O público, empolgado por tão cruenta ferocidade, esqueceu-se dos toureadores, para dar todo o seu entusiasmo ao touro. Os aplausos rebentaram do anfiteatro em peso mais delirantes do que nunca, e o inconsciente herói como se os compreendera, sacou a cabeça das entranhas do cavalo para encarar orgulhoso a multidão, apresentando-lhe uma hedionda máscara vermelha e verde, feita de estrabo e de sangue.

Redobrou o entusiasmo, e uma ânsia febril apoderou-se dos espectadores.

- Que lo maten! Que lo maten!

E a nuvem dos toureiros acudiu de novo à praça. O touro, na sua imediata investida, viu-se logo cercado por todos os lados, e, arquejante de cansaço, já sem força para os repelir, escamava a terra com as patas dianteiras.

- Que lo maten!

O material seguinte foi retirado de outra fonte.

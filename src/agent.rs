//! The agent: the externally callable surface over inventory and sessions.

use std::collections::BTreeMap;
use std::path::Path;
use std::sync::{Arc, Mutex, PoisonError};

use log::{debug, info, warn};
use tokio::task::JoinHandle;

use crate::config::AgentConfig;
use crate::credential::CredentialStore;
use crate::device::DeviceInfo;
use crate::driver::{DefaultDriverFactory, DriverFactory};
use crate::error::{AgentError, ConfigError};
use crate::executor::RequestExecutor;
use crate::inventory::{Inventory, InventoryProvider, StaticInventory};
use crate::rpc::{RpcReply, RpcRequest, RpcResponse, decode_payload, encode_payload};
use crate::session::SessionManager;

/// Priority of the provider serving devices declared in the configuration.
const CONFIG_PROVIDER_PRIORITY: u32 = 0;

/// Builds an [`Agent`] from configuration plus optional overrides.
pub struct AgentBuilder {
    config: AgentConfig,
    credentials: Option<CredentialStore>,
    factory: Option<Arc<dyn DriverFactory>>,
    providers: Vec<(u32, Arc<dyn InventoryProvider>)>,
}

impl AgentBuilder {
    pub fn new(config: AgentConfig) -> Self {
        Self {
            config,
            credentials: None,
            factory: None,
            providers: Vec::new(),
        }
    }

    /// Uses `credentials` instead of the file named in the options.
    pub fn credentials(mut self, credentials: CredentialStore) -> Self {
        self.credentials = Some(credentials);
        self
    }

    /// Replaces the driver factory (the default builds SSH and telnet drivers).
    pub fn driver_factory(mut self, factory: Arc<dyn DriverFactory>) -> Self {
        self.factory = Some(factory);
        self
    }

    /// Adds an inventory provider; lower priorities win on duplicate names.
    pub fn inventory_provider(mut self, priority: u32, provider: Arc<dyn InventoryProvider>) -> Self {
        self.providers.push((priority, provider));
        self
    }

    pub fn build(self) -> Result<Agent, ConfigError> {
        let credentials = match (self.credentials, &self.config.options.credentials) {
            (Some(credentials), _) => credentials,
            (None, Some(path)) => CredentialStore::from_file(path)?,
            (None, None) => CredentialStore::default(),
        };
        if credentials.is_empty() {
            warn!("no credential rules loaded; every device will fail with NoCredential");
        }

        let mut inventory = Inventory::new();
        if !self.config.devices.is_empty() {
            inventory.add_provider(
                CONFIG_PROVIDER_PRIORITY,
                Arc::new(StaticInventory::new("config", self.config.devices.clone())),
            );
        }
        for (priority, provider) in self.providers {
            inventory.add_provider(priority, provider);
        }

        let config = Arc::new(self.config);
        let factory = self
            .factory
            .unwrap_or_else(|| Arc::new(DefaultDriverFactory::new(config.clone())));
        let inventory = Arc::new(inventory);
        let sessions = Arc::new(SessionManager::new(
            config.clone(),
            inventory.clone(),
            credentials,
            factory,
        ));
        let executor = RequestExecutor::new(sessions.clone(), config.options.max_workers);
        Ok(Agent {
            config,
            inventory,
            sessions,
            executor,
            sweeper: Mutex::new(None),
        })
    }
}

/// Serves device requests for one inventory.
pub struct Agent {
    config: Arc<AgentConfig>,
    inventory: Arc<Inventory>,
    sessions: Arc<SessionManager>,
    executor: RequestExecutor,
    sweeper: Mutex<Option<JoinHandle<()>>>,
}

impl Agent {
    pub fn builder(config: AgentConfig) -> AgentBuilder {
        AgentBuilder::new(config)
    }

    /// Loads the agent configuration (and its credential file) from YAML.
    pub fn from_config_file(path: impl AsRef<Path>) -> Result<Self, ConfigError> {
        AgentBuilder::new(AgentConfig::from_file(path)?).build()
    }

    pub fn config(&self) -> &AgentConfig {
        &self.config
    }

    pub fn inventory(&self) -> &Arc<Inventory> {
        &self.inventory
    }

    pub fn sessions(&self) -> &Arc<SessionManager> {
        &self.sessions
    }

    /// Sorted names of devices matching `regexp`.
    pub fn devices_matching(&self, regexp: &str) -> Result<Vec<String>, AgentError> {
        Ok(self.inventory.devices_matching(regexp)?.iter().cloned().collect())
    }

    pub fn devices_info(&self, regexp: &str) -> Result<BTreeMap<String, DeviceInfo>, AgentError> {
        self.inventory.devices_info(regexp)
    }

    /// Runs `command` and returns the output, base64 encoded.
    pub async fn command(
        &self,
        device_name: &str,
        command: &str,
        mode: Option<&str>,
    ) -> Result<String, AgentError> {
        let output = self.executor.command(device_name, command, mode).await?;
        Ok(encode_payload(&output))
    }

    /// Reads `source` from the device, base64 encoded.
    pub async fn get_config(
        &self,
        device_name: &str,
        source: &str,
        mode: Option<&str>,
    ) -> Result<String, AgentError> {
        let data = self.executor.get_config(device_name, source, mode).await?;
        Ok(encode_payload(&data))
    }

    /// Writes base64 `data` to `destination` on the device.
    pub async fn set_config(
        &self,
        device_name: &str,
        destination: &str,
        data: &str,
        mode: Option<&str>,
    ) -> Result<bool, AgentError> {
        let data = decode_payload(data)?;
        self.executor
            .set_config(device_name, destination, data, mode)
            .await?;
        Ok(true)
    }

    /// Dispatches one request.
    pub async fn handle(&self, request: RpcRequest) -> RpcResponse {
        debug!("handling {}", request.method());
        let result = match request {
            RpcRequest::DevicesMatching { regexp } => {
                self.devices_matching(&regexp).map(RpcReply::DeviceNames)
            }
            RpcRequest::DevicesInfo { regexp } => self.devices_info(&regexp).map(RpcReply::DeviceInfo),
            RpcRequest::Command {
                device_name,
                command,
                mode,
            } => self
                .command(&device_name, &command, mode.as_deref())
                .await
                .map(RpcReply::Payload),
            RpcRequest::GetConfig {
                device_name,
                source,
                mode,
            } => self
                .get_config(&device_name, &source, mode.as_deref())
                .await
                .map(RpcReply::Payload),
            RpcRequest::SetConfig {
                device_name,
                destination,
                data,
                mode,
            } => self
                .set_config(&device_name, &destination, &data, mode.as_deref())
                .await
                .map(RpcReply::Ack),
        };
        RpcResponse::from(result)
    }

    /// Dispatches one JSON-encoded request and returns the JSON response.
    pub async fn handle_json(&self, request: &str) -> String {
        let response = match serde_json::from_str::<RpcRequest>(request) {
            Ok(request) => self.handle(request).await,
            Err(e) => RpcResponse::from(Err(AgentError::InvalidRequest(format!("malformed request: {e}")))),
        };
        serde_json::to_string(&response).unwrap_or_else(|e| {
            format!(r#"{{"error":{{"code":99,"kind":"InternalError","message":"unencodable response: {e}"}}}}"#)
        })
    }

    /// Refreshes every inventory provider.
    pub async fn refresh_inventory(&self) {
        self.inventory.refresh().await;
    }

    /// Starts the idle-session sweeper. Calling it again has no effect.
    pub fn start_maintenance(&self) {
        let mut sweeper = self.sweeper.lock().unwrap_or_else(PoisonError::into_inner);
        if sweeper.is_some() {
            return;
        }
        let period = self.config.session_maint_period();
        info!("session maintenance every {period:?}");
        *sweeper = Some(self.sessions.spawn_idle_sweeper(period));
    }

    /// Stops maintenance and disconnects every session.
    ///
    /// Returns the number of sessions torn down.
    pub async fn shutdown(&self) -> usize {
        let sweeper = self
            .sweeper
            .lock()
            .unwrap_or_else(PoisonError::into_inner)
            .take();
        if let Some(sweeper) = sweeper {
            sweeper.abort();
        }
        let killed = self.sessions.kill_all().await;
        info!("shutdown closed {killed} sessions");
        killed
    }
}

impl Drop for Agent {
    fn drop(&mut self) {
        if let Some(sweeper) = self
            .sweeper
            .get_mut()
            .unwrap_or_else(PoisonError::into_inner)
            .take()
        {
            sweeper.abort();
        }
    }
}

Que lo maten!

Um lúgubre toque de cometa deu o sinal de morte. Pela primeira vez, fez-se no circo um pouco de calma quase silente na qual se sentia resfolegar a velha alma espanhola

E o guapo Torbellino na sua linda roupa cor de esmeralda, perfilou-se defronte do touro expondo-lhe a capa vermelha, debaixo da qual se escondia a lâmina fatal. O adversário, de cabeça baixa, a arfar com o corpo todo, recuava defronte dele, negando-se à provocação; mas os capinhas tanto o instigaram e tanto o enredaram nos seus mil ardis, que o condenado foi afinal colocar-se diante do Matador, em posição favorável para receber o supremo golpe.

Torbellino não deixou fugir a vez. Aprumou-se, mediu o bote e, com um gracioso salto de mestre, enterrou-lhe até os punhos a espada na raiz do pescoço, por entre os cornos.

A arma ficou no corpo do ferido, e este estacou, como surpreso do que se passava por dentro dele. O Matador aproximou-se então da sua vitima, puxou-lhe da cerviz à ensangüentada espada e bateu-lhe com ela desdenhosamente na cara.

O touro deu ainda um arranco, que era já de moribundo, a cambalear, cruzando as pernas da frente, e foi cair ao lado do último cavalo morto.

Levantou então a cabeça e abriu os seus olhos de animal vindo ao mundo para ser bom e forte. Da boca escorria-lhe sangue, mugiu soturnamente, e nesse mugido ia toda a lamentação de sua alma simples pelos campos verdes e amigos, que ele tivera de deixar para vir morrer ali tão cruamente nas mãos de bárbaros.

E por fim, deixando pender a cabeça sobre o flanco do companheiro de sorte, suspirou muito repousadamente como um ente humano quando adormece.